NINCH guide home        interview table of contents        previous interview        next interview

 

2       The Bancroft Library

 

HATII interviewed Merrilee Proffitt, Director of Digital Archives Development at The Bancroft Library, University of California, on January 25 2001. A result of the California Heritage Digital Image Access Project, images are selected from the Manuscript and Pictorial Collections of The Bancroft Library, to then be digitized and contained in the Online Archive of California. The OAC began as a pilot project, with the aim of developing a UC-wide database of archival finding aid data. The Bancroft began the process of digitizing its thirty-nine volumes of historical records, for the purposes of enhancing research, teaching and learning opportunities, while also opening up the resources for greater public access.

 

2.1       Organizational Digitization Program and Policy

The Bancroft Library, like other collections in the Online Archive of California, has access to its rich digital material through the OAC central server via the finding aids produced in Bancroft.

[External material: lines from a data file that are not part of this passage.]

use serde::{Deserialize, Serialize};
use std::ops::RangeInclusive;

use crate::config::UnitSystem;
use crate::units::QUARTS_PER_GALLON;

/// 입력 허용 범위. CLI와 GUI가 같은 범위로 검사한다.
pub const GRAIN_WEIGHT_RANGE: RangeInclusive<f64> = 0.1..=1000.0;
pub const TEMPERATURE_RANGE: RangeInclusive<f64> = -50.0..=250.0;
pub const BOIL_TIME_RANGE: RangeInclusive<f64> = 0.0..=600.0;
/// 목표 체적, 트럽 손실, 시간당 증발량
pub const VOLUME_RANGE: RangeInclusive<f64> = 0.0..=1000.0;
/// 흡수율, 매시 농도
pub const GRAIN_RATIO_RANGE: RangeInclusive<f64> = 0.0..=10.0;

/// 매시 방식.
#[derive(Debug, Clone, Copy, Default, PartialEq, Eq, Serialize, Deserialize, clap::ValueEnum)]
pub enum MashMethod {
    /// 스파징 없이 전량을 스트라이크 워터로 쓰는 방식(BIAB)
    #[default]
    NoSparge,
    /// 매시 농도만큼만 스트라이크로 넣고 나머지는 스파지 워터로 쓴다.
    Sparge,
}

/// 물량/스트라이크 온도 계산 입력. 단위는 `unit_system`을 따른다.
#[derive(Debug, Clone, PartialEq, Serialize, Deserialize)]
pub struct WaterInput {
    /// 곡물 무게 [lb | kg]
    pub grain_weight: f64,
    /// 곡물 온도 [°F | °C]
    pub grain_temp: f64,
    /// 목표 매시 온도 [°F | °C]
    pub mash_temp: f64,
    /// 발효조로 들어갈 목표 체적 [gal | L]
    pub target_volume: f64,
    /// 케틀 트럽 손실 [gal | L]
    pub trub_loss: f64,
    /// 끓임 시간 [min]
    pub boil_time: f64,
    /// 시간당 증발량 [gal/hr | L/hr]
    pub boiloff_rate: f64,
    /// 곡물 흡수율 [qt/lb | L/kg]
    pub absorption_rate: f64,
    pub mash_method: MashMethod,
    /// 매시 농도 [qt/lb | L/kg]. Sparge 방식에서만 사용한다.
    pub mash_thickness: f64,
    pub unit_system: UnitSystem,
}

impl WaterInput {
    /// 단위 시스템별 입력 기본값.
    pub fn defaults_for(unit_system: UnitSystem) -> Self {
        match unit_system {
            UnitSystem::Us => Self {
                grain_weight: 10.0,
                grain_temp: 70.0,
                mash_temp: 152.0,
                target_volume: 5.5,
                trub_loss: 0.25,
                boil_time: 60.0,
                boiloff_rate: 1.0,
                absorption_rate: 0.5,
                mash_method: MashMethod::NoSparge,
                mash_thickness: 1.5,
                unit_system,
            },
            UnitSystem::Metric => Self {
                grain_weight: 4.5,
                grain_temp: 21.0,
                mash_temp: 67.0,
                target_volume: 21.0,
                trub_loss: 1.0,
                boil_time: 60.0,
                boiloff_rate: 3.8,
                absorption_rate: 1.04,
                mash_method: MashMethod::NoSparge,
                mash_thickness: 3.0,
                unit_system,
            },
        }
    }
}

/// 물량 계산 결과. 체적은 [gal | L], 온도는 입력과 같은 단위.
#[derive(Debug, Clone, Default, PartialEq, Serialize, Deserialize)]
pub struct WaterResult {
    pub strike_volume: f64,
    pub sparge_volume: f64,
    pub strike_temp: f64,
    /// 스트라이크 워터 + 곡물 배제 체적. 매시 툰 용량 확인용.
    pub total_mash_volume: f64,
    pub pre_boil_volume: f64,
    pub total_water: f64,
    pub post_boil_volume: f64,
    pub total_boiloff: f64,
    pub total_absorption: f64,
    pub grain_displacement: f64,
}

/// 미터법 곡물 배제 체적 [L/kg]
const GRAIN_DISPLACEMENT_METRIC: f64 = 0.67;
/// US 곡물 배제 체적 [gal/lb]
const GRAIN_DISPLACEMENT_US: f64 = 0.08;
/// 인퓨전 열평형식 계수 (미터법, L/kg 기준)
const INFUSION_CONSTANT_METRIC: f64 = 0.41;
/// 인퓨전 열평형식 계수 (US, qt/lb 기준)
const INFUSION_CONSTANT_US: f64 = 0.2;

/// US 입력의 qt/lb 비율을 gal 체적으로 바꾼다.
///
/// 흡수율과 매시 농도는 qt/lb로 입력받지만 결과 체적은 gal이므로 4로 나눈다.
/// 기존 계산기와 결과를 맞추기 위해 이 산식을 그대로 유지한다.
fn grain_ratio_volume(grain_weight: f64, ratio: f64, unit_system: UnitSystem) -> f64 {
    match unit_system {
        UnitSystem::Metric => grain_weight * ratio,
        UnitSystem::Us => (grain_weight * ratio) / QUARTS_PER_GALLON,
    }
}

/// 곡물량/목표 체적/공정 손실로부터 필요한 물량과 스트라이크 온도를 계산한다.
///
/// 곡물 무게가 0 이하이면 비율 계산을 건너뛰고 스트라이크 온도는 매시 온도로 둔다.
pub fn compute_water(input: WaterInput) -> WaterResult {
    let metric = input.unit_system.is_metric();

    let post_boil_volume = input.target_volume + input.trub_loss;
    let total_boiloff = input.boiloff_rate * (input.boil_time / 60.0);
    let pre_boil_volume = post_boil_volume + total_boiloff;

    let total_absorption =
        grain_ratio_volume(input.grain_weight, input.absorption_rate, input.unit_system);
    let total_water = pre_boil_volume + total_absorption;

    let (strike_volume, sparge_volume) = match input.mash_method {
        MashMethod::Sparge => {
            let strike =
                grain_ratio_volume(input.grain_weight, input.mash_thickness, input.unit_system)
                    .min(total_water);
            (strike, total_water - strike)
        }
        MashMethod::NoSparge => (total_water, 0.0),
    };

    let grain_displacement = input.grain_weight
        * if metric {
            GRAIN_DISPLACEMENT_METRIC
        } else {
            GRAIN_DISPLACEMENT_US
        };
    let total_mash_volume = strike_volume + grain_displacement;

    let mut strike_temp = input.mash_temp;
    if input.grain_weight > 0.0 && strike_volume > 0.0 {
        let delta = input.mash_temp - input.grain_temp;
        strike_temp = if metric {
            let ratio = strike_volume / input.grain_weight;
            input.mash_temp + (INFUSION_CONSTANT_METRIC / ratio) * delta
        } else {
            // 계수 0.2는 qt/lb 기준이므로 gal을 qt로 되돌린다.
            let ratio = (strike_volume * QUARTS_PER_GALLON) / input.grain_weight;
            input.mash_temp + (INFUSION_CONSTANT_US / ratio) * delta
        };
    }

    tracing::debug!(
        total_water,
        strike_volume,
        sparge_volume,
        strike_temp,
        "water volumes computed"
    );

    WaterResult {
        strike_volume,
        sparge_volume,
        strike_temp,
        total_mash_volume,
        pre_boil_volume,
        total_water,
        post_boil_volume,
        total_boiloff,
        total_absorption,
        grain_displacement,
    }
}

The collections at Bancroft contain material in special collections such as manuscripts and rare books. Among its components are the Bancroft Collection of Western Americana and Latin Americana, the Rare Book Collection, the History of Science and Technology Collection, the University Archives, the Free Speech Movement Project, the Bancroft Library Pictorial Collection, the Mark Twain Papers and Project, and the Regional Oral History Office. There is no formal collection survey for digitization, which tends to take place in an opportunistic way, i.e. in response to funding opportunities, or faculty alliances on campus, which the Bancroft tries to cultivate to produce digital resources that are directly related to UC Berkeley research. A curators’ management group meets quarterly and discusses various issues, including which possible digital projects could be pursued based on the opportunities available. The catalog is examined for projects, which may appear to be feasible on paper, but could be difficult in practice, i.e. those involving fragile objects or copyright issues. The research is often focused on regional and local thematic bases.

They will often incorporate funding in any grant for collection surveys specifically to ensure that all relevant material is identified. The finding aids associated with the collection, whether paper or electronic, are essential to any project at all stages.

There is a thematic approach to the selection of material for digitization, based on the research projects identified. The material will be related to the subject area. However, the nature of special collection material is such that it can often pose physical problems in digitizing, so the selection process can be very subjective. While Bancroft does not have formal selection criteria for digitization, it recognizes that such a document would be most useful – although not a restrictive document, rather one that allowed flexibility with guidelines. The management group functions as a “living” document on selection criteria.

The main influences are research significance and teaching and learning potential. They are not driven by labor or infrastructure cost reduction, or by space rationalization. With selection a response to research, the criteria change over time and from project to project.

As with sub-projects in the OAC, the Bancroft has co-operated with various projects across the cultural heritage field, as well as with corporations such as Biotech companies. Collaboration is considered to be worthwhile if partners are chosen carefully and roles and commitments are set out early, while having reasonable expectations of members. Face to face meetings are vital and should happen soon and often. It is essential to remember that the goal is to produce and to collaborate.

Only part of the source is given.